Willems testified that Wierstad has changed his story three times about what happened on the morning of April 8 in the St. Croix Street residence he shared with his girlfriend and her son.

He first told police that the child tripped over a pile of clothes in the bathroom. Willems said Wierstad was questioned again after doctors who were treating the boy said the severity of his injuries could not have come from the fall Wierstad described. Willems said the doctor told him that the head injury to the boy was among the worst he had ever seen and was more like something that would result from a high-impact vehicle crash.

According to Willems, Wierstad admitted his initial story wasn’t true. He then told police that he had been holding the boy upright under the arms and tossing him into the air several times and catching him when he missed him and the child dropped onto the floor landing on his head. He told police he was afraid he would get into trouble if he told them the truth when he was first questioned.

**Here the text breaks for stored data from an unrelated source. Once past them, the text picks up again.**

//! The per-mount render pipeline.
//!
//! One pass: fetch (or take inline) the document, check redirect rules,
//! normalize, apply document-level side effects, render sections, mark the
//! mount done. A matching redirect rule rewrites the mount source and
//! abandons the pass before any other side effect.

use std::collections::BTreeMap;

use flash_config::{
    Background, Custom, RedirectMapping, normalize, normalize_color, parse_value,
    resolve_sources,
};
use flash_surface::{MetaKey, MountId, Node, TextNode};
use tracing::{debug, trace, warn};

use crate::{
    Runtime,
    fetch::{FetchError, resolve_url},
    render::{SectionRenderer, is_document_path},
};

impl Runtime {
    /// Drive one full pass for `id`. Safe to call repeatedly: a mount that
    /// is done and whose source has not changed is skipped.
    pub async fn process_mount(&self, id: MountId) {
        let Some((src, done, processed)) = self.surface.mount_state(id) else {
            trace!(mount = id.raw(), "mount vanished before processing");
            return;
        };
        match src {
            Some(src) => {
                if done && processed.as_deref() == Some(src.as_str()) {
                    trace!(mount = id.raw(), "mount already rendered");
                    return;
                }
                self.surface.set_processed_source(id, &src);
                match self.fetch_document(&src).await {
                    Ok(text) => self.render_document(id, Some(&src), &text).await,
                    Err(e) => {
                        warn!(mount = id.raw(), src = %src, error = %e, "document fetch failed");
                        self.surface.clear_mount(id);
                        if let Err(e) = self
                            .surface
                            .push_node(id, Node::Text(TextNode::plain(format!("Failed to load {src}"))))
                        {
                            debug!(mount = id.raw(), error = %e, "placeholder dropped");
                        }
                        self.surface.set_done(id, true);
                    }
                }
            }
            None => {
                if done {
                    return;
                }
                // Inline documents render exactly once; the text is
                // consumed so a later pass has nothing to re-render.
                let Some(text) = self.surface.take_inline(id) else {
                    trace!(mount = id.raw(), "inline mount without document text");
                    return;
                };
                self.render_document(id, None, &text).await;
            }
        }
    }

    /// Fetch the document for `src`, trying `{src}.yaml` then `{src}.yml`
    /// when the source names no document extension of its own.
    async fn fetch_document(&self, src: &str) -> Result<String, FetchError> {
        let candidates: Vec<String> = if is_document_path(src) {
            vec![src.to_string()]
        } else {
            vec![format!("{src}.yaml"), format!("{src}.yml")]
        };
        let mut last = None;
        for candidate in candidates {
            let url = match resolve_url(&self.location, &candidate) {
                Ok(u) => u,
                Err(e) => {
                    debug!(candidate, error = %e, "unresolvable document candidate");
                    last = Some(e.into());
                    continue;
                }
            };
            match self.fetcher.fetch_text(&url).await {
                Ok(text) => {
                    trace!(url = %url, "document fetched");
                    return Ok(text);
                }
                Err(e) => {
                    trace!(url = %url, error = %e, "document candidate failed");
                    last = Some(e);
                }
            }
        }
        Err(last.unwrap_or_else(|| FetchError::Exhausted {
            name: src.to_string(),
        }))
    }

    async fn render_document(&self, id: MountId, current_src: Option<&str>, text: &str) {
        let doc = parse_value(text);

        if let Some(mapping) = RedirectMapping::from_document(&doc) {
            let query: Vec<(String, String)> = self
                .location
                .query_pairs()
                .map(|(k, v)| (k.into_owned(), v.into_owned()))
                .collect();
            if let Some(dest) = mapping.resolve(&query) {
                if current_src != Some(dest) {
                    debug!(mount = id.raw(), dest, "param redirect, pass abandoned");
                    self.surface.set_mount_src(id, dest);
                    return;
                }
                trace!(mount = id.raw(), dest, "redirect destination already current");
            }
        }

        let cfg = normalize(&doc);
        let sources = resolve_sources(doc.get("bits"), &self.source_defaults);

        self.apply_background(&cfg.background);
        self.apply_metadata(&cfg.metadata);
        self.apply_custom(id, &cfg.custom);
        self.surface.set_scroll_behavior("smooth");

        self.surface.clear_mount(id);
        SectionRenderer {
            surface: &self.surface,
            loader: &self.loader,
            behaviors: &self.behaviors,
            location: &self.location,
        }
        .render(id, &cfg, &sources)
        .await;
        self.surface.set_done(id, true);
        debug!(
            mount = id.raw(),
            sections = cfg.sections.len(),
            "render pass complete"
        );
    }

    fn apply_background(&self, background: &Background) {
        if let Some(color) = &background.color {
            self.surface.set_background_color(&normalize_color(color));
        }
        if let Some(image) = &background.image {
            self.surface.set_background_image(image);
        }
    }

    /// Later renders overwrite: metadata always reflects the most recently
    /// rendered document.
    fn apply_metadata(&self, metadata: &BTreeMap<String, String>) {
        if let Some(title) = metadata.get("title") {
            self.surface.set_title(title);
            self.surface.set_meta(MetaKey::OgTitle, title);
        }
        if let Some(description) = metadata.get("description") {
            self.surface.set_meta(MetaKey::Description, description);
            self.surface.set_meta(MetaKey::OgDescription, description);
        }
        if let Some(author) = metadata.get("author") {
            self.surface.set_meta(MetaKey::Author, author);
        }
        if let Some(image) = metadata.get("image") {
            self.surface.set_meta(MetaKey::OgImage, image);
        }
    }

    fn apply_custom(&self, id: MountId, custom: &Custom) {
        if let Some(css) = &custom.css {
            if !css.trim().is_empty() {
                self.surface
                    .upsert_style(&format!("custom:{}", id.raw()), css);
            }
        }
        if custom.js.is_some() {
            // Documents cannot ship executable code; behaviors come from
            // the embedder's registry only.
            debug!(mount = id.raw(), "document script ignored");
        }
    }
}
//! Surface mutation events consumed by the lifecycle loop.

use crate::MountId;

/// A change the lifecycle loop reacts to, delivered in FIFO order.
#[derive(Debug, Clone, Copy, PartialEq, Eq)]
pub enum SurfaceEvent {
    /// A new mount element appeared on the surface.
    MountInserted(MountId),
    /// A mount's source attribute was rewritten.
    SourceChanged(MountId),
    /// History/hash navigation; all mounts are re-scanned.
    Navigated,
}
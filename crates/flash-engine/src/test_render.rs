#[cfg(test)]
mod tests {
    use flash_surface::{MOUNT_TAG, Node, TextAlign};

    use crate::{
        bootstrap_document,
        render::is_document_path,
        test_support::{ScriptedFetcher, scripted_runtime},
    };

    const LOCATION: &str = "https://site.test/";

    #[test]
    fn document_paths_match_either_extension_case_insensitively() {
        assert!(is_document_path("about.yaml"));
        assert!(is_document_path("about.YML"));
        assert!(is_document_path("about.yaml?v=2"));
        assert!(is_document_path("about.yml#top"));
        assert!(!is_document_path("about.html"));
        assert!(!is_document_path("about"));
        assert!(!is_document_path("yaml.html"));
    }

    #[test]
    fn bootstrap_wraps_target_in_a_mount_and_bundle_reference() {
        let doc = bootstrap_document("about.yaml");
        assert!(doc.contains(&format!("<{MOUNT_TAG} src=\"about.yaml\">")));
        assert!(doc.contains("flash.js"));
    }

    #[tokio::test]
    async fn frame_with_document_target_carries_bootstrap() {
        let fetcher = ScriptedFetcher::new();
        let (rt, _events) = scripted_runtime(fetcher, LOCATION);

        let id = rt
            .surface()
            .add_inline_mount("sections:\n  - frame:\n      src: about.yaml\n");
        rt.process_mount(id).await;

        let nodes = rt.surface().mount_nodes(id);
        let Node::Frame(f) = &nodes[0] else {
            panic!("expected frame");
        };
        assert_eq!(f.target, "about.yaml");
        let bootstrap = f.bootstrap.as_deref().expect("bootstrap document");
        assert!(bootstrap.contains("about.yaml"));
    }

    #[tokio::test]
    async fn frame_with_plain_target_embeds_directly() {
        let fetcher = ScriptedFetcher::new();
        let (rt, _events) = scripted_runtime(fetcher.clone(), LOCATION);

        let id = rt
            .surface()
            .add_inline_mount("sections:\n  - frame:\n      url: https://example.test/page\n");
        rt.process_mount(id).await;

        let nodes = rt.surface().mount_nodes(id);
        let Node::Frame(f) = &nodes[0] else {
            panic!("expected frame");
        };
        assert_eq!(f.target, "https://example.test/page");
        assert!(f.bootstrap.is_none());
        // The reserved bit never touches the source chain.
        assert!(fetcher.hits().is_empty());
    }

    #[tokio::test]
    async fn text_sections_map_color_and_alignment() {
        let fetcher = ScriptedFetcher::new();
        let (rt, _events) = scripted_runtime(fetcher, LOCATION);

        let id = rt.surface().add_inline_mount(
            "sections:\n  - text:\n      content: Hello\n      color: '#abc'\n      id: headline\n      style:\n        bold: true\n        align:\n          horizontal: center\n          vertical: middle\n",
        );
        rt.process_mount(id).await;

        let nodes = rt.surface().mount_nodes(id);
        let Node::Text(t) = &nodes[0] else {
            panic!("expected text");
        };
        assert_eq!(t.content, "Hello");
        assert_eq!(t.color.as_deref(), Some("#AABBCC"));
        assert!(t.bold);
        assert_eq!(t.text_align, Some(TextAlign::Center));
        assert!(t.viewport_center);
        assert_eq!(t.id.as_deref(), Some("headline"));
    }

    #[tokio::test]
    async fn mixed_sections_interleave_text_and_containers_in_order() {
        let fetcher = ScriptedFetcher::new();
        fetcher.insert("https://site.test/bits/card.yaml", "css: '.card {}'");
        let (rt, _events) = scripted_runtime(fetcher, LOCATION);

        let id = rt.surface().add_inline_mount(
            "sections:\n  - text: above\n  - card:\n      id: c1\n  - text: below\n",
        );
        rt.process_mount(id).await;

        let nodes = rt.surface().mount_nodes(id);
        assert_eq!(nodes.len(), 3);
        assert!(matches!(&nodes[0], Node::Text(t) if t.content == "above"));
        assert!(matches!(&nodes[1], Node::Container(c) if c.bit == "card" && c.id.as_deref() == Some("c1")));
        assert!(matches!(&nodes[2], Node::Text(t) if t.content == "below"));
    }
}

Willems said Wierstad changed his story a third time when he was interviewed by St. Croix County Social Services about what happened. At that time Wierstad allegedly said he was holding the boy “Superman style,” holding the boy parallel to the floor and tossing him in the air when he dropped him and the boy fell on his head.

Wierstad’s attorney John Kucinski asked Willems if he saw any bruising or signs of other injuries on the boy’s body and he said he had not. He questioned Willems about what he called the accident and asked why police had not asked doctors if the child’s injuries could have happened from being tossed into the air and dropped as his client described. Willems said he had not asked the boy’s doctors that question.

Wierstad remains free on $25,000 bail. He is scheduled to be in court for his arraignment on May 19. The charge carries a maximum penalty of 10 years in prison.

The boy remains unconscious and on a ventilator at Children’s Hospital in St. Paul.